As an active NLP trainer and personal development performance coach, I often hear the phrase ‘lack of confidence’ from my students and clients.  I’m sure that you have heard the phrase many times too and perhaps used it yourself more times than you would care to admit.  What is this ‘confidence’ that we all value so highly as being party to our success? What does it mean for you (The Complex Equivalence in NLP language). Consider that for a moment, would you? How specifically do you map ‘confidence’ internally?

Models of the world vary considerably from person to person and we all have a slightly different interpretation of confidence and what it means for our performance and capability. For example, when you think about the concept of being confident and how you map it in your mind, do you view it as a process or feel it as an emotion? There is no right and wrong answer to this question, however you map your confidence is perfect for you.

As a coach, when you are supporting someone to increase or ‘get’ confidence, which often comes up during coaching conversations, the most important question you can ask them is, ‘How do you know when you lack confidence?’ The question is important because that is what they are doing right now and as their coach, it is useful to know how they are mapping ‘not confident’ in their mind so that you can guide them towards changing their internal processes and therefore create ‘confidence’. You can then guide your client to give you more detail about how they create ‘not confidence’ by asking this valuable question set:

When you experience ‘not confidence’…

‘What do you feel inside?’

‘What does the physiology feel like?’  

‘What are you saying to yourself in your head?’  

‘What pictures do you have in your head?’  

‘Are there any sounds that are important?’

‘What emotions do you feel?’

The answers to these questions will give you a crystal clear representation of how your client relates to and internally maps ‘lack of confidence’.

The next key question to ask is ‘How do you know it’s time to feel lack of confidence?’ This question will give you the specific trigger, or set of triggers, that sets the client off doing their lack of confidence. A few well-constructed and carefully worded questions give you, the coach, valuable information that you can work with to help the client to resolve the problem and move their thinking towards confidence.

To help you to move the client’s mental mapping, you can deploy new language patterns to change the client’s perceptions and view of their reality.
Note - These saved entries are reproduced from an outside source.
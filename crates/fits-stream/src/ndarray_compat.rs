//! Conversion of payload arrays into `ndarray` arrays.
//!
//! FITS stores the first axis fastest, so the resulting arrays use column-major
//! (Fortran) layout and keep the FITS axis order: `arr[[x, y]]` addresses the
//! same element as `DataArray::get_at(&[x, y])`.

use ndarray::{Array, ArrayD, IxDyn, ShapeBuilder};

use crate::array::{DataArray, Element};
use crate::error::{Error, Result};

impl<T: Element> DataArray<T> {
    /// Copy the elements into an owned `ndarray` array of the same shape.
    ///
    /// A rank-0 array becomes an empty one-dimensional array.
    pub fn to_ndarray(&self) -> Result<ArrayD<T>> {
        let extents: Vec<usize> = if self.rank() == 0 {
            vec![0]
        } else {
            self.extents().to_vec()
        };
        Array::from_shape_vec(IxDyn(&extents).f(), self.as_slice().to_vec()).map_err(|e| {
            Error::InvalidValue {
                keyword: "NAXIS".into(),
                value: e.to_string(),
            }
        })
    }
}
//! Big-endian byte conversion for FITS payloads.
//!
//! FITS stores all binary data in big-endian (most-significant byte first)
//! order. Payload bytes are first reinterpreted into a properly aligned typed
//! vector with `bytemuck`, then each element is swapped to native order.

use bytemuck::{pod_collect_to_vec, Pod};

/// Numeric types that can be decoded from big-endian FITS payload bytes.
pub trait FromBigEndian: Pod {
    /// Convert a value whose in-memory bytes are big-endian to native order.
    fn from_be_value(self) -> Self;
}

impl FromBigEndian for u8 {
    #[inline]
    fn from_be_value(self) -> Self {
        self
    }
}

impl FromBigEndian for i16 {
    #[inline]
    fn from_be_value(self) -> Self {
        i16::from_be(self)
    }
}

impl FromBigEndian for i32 {
    #[inline]
    fn from_be_value(self) -> Self {
        i32::from_be(self)
    }
}

impl FromBigEndian for i64 {
    #[inline]
    fn from_be_value(self) -> Self {
        i64::from_be(self)
    }
}

impl FromBigEndian for f32 {
    #[inline]
    fn from_be_value(self) -> Self {
        f32::from_bits(u32::from_be(self.to_bits()))
    }
}

impl FromBigEndian for f64 {
    #[inline]
    fn from_be_value(self) -> Self {
        f64::from_bits(u64::from_be(self.to_bits()))
    }
}

/// Decode a buffer of big-endian values into a native-endian vector.
///
/// # Panics
/// Panics if `raw.len()` is not a multiple of the element size.
pub fn decode_be<T: FromBigEndian>(raw: &[u8]) -> Vec<T> {
    let width = core::mem::size_of::<T>();
    assert!(
        raw.len().is_multiple_of(width),
        "buffer length must be a multiple of {width}"
    );
    let mut values: Vec<T> = pod_collect_to_vec(raw);
    for v in &mut values {
        *v = v.from_be_value();
    }
    values
}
In NLP, it is called reframing. Reframing is a linguistic tool used to break down rigid patterns of thinking and behaviour and make them more fluid and flexible, with more choice for the client. Everything we do in NLP Coaching is designed to increase choice and open up possibility and opportunity. When a client says that they lack confidence, then they are often stuck in a rigid loop of thinking which produces an undesirable set of behaviours and unacceptable performance levels.

Here is a proven and widely successful general reframe for offering your client a new perspective, a new operational frame to address the presenting problem of ‘lack of confidence’. You can utilise the reframe within your coaching conversations. The reframe is elegantly enhanced with a healthy punctuation of quantum linguistics which you will learn as Master Practitioners of NLP:

“Confidence is inextricably linked to familiarity.  The more we repeat or experience an action or an event, the more familiar we become and the more confidence we achieve.  This is how we create confidence now.  Accepting that this is true, then how can you be confident about something new, that you have never experienced before?  It’s OK not to be confident about something new because it is unfamiliar.  You know that the confidence will grow with familiarity, without you even having to think about being confident now.  Knowing that it is OK, how can you not not notice now how confident you are?”

(Note: The ‘not not’ statement is intentional and is taken from Quantum Linguistics, designed to confuse the conscious mind and destroy the linguistic boundaries that hold the problem in place.)

Having the client think differently about lack of confidence is the first step to removing the issue completely.  As an NLP Master Coach, you can then move forward with your client and remove any limiting beliefs, values conflicts and negative emotions which you have discovered supporting the problem, during your questioning phase of your coaching model. An age old complaint, reframed and often removed in a few minutes, such is the power of NLP thinking, elegantly coupled with well-constructed language patterns.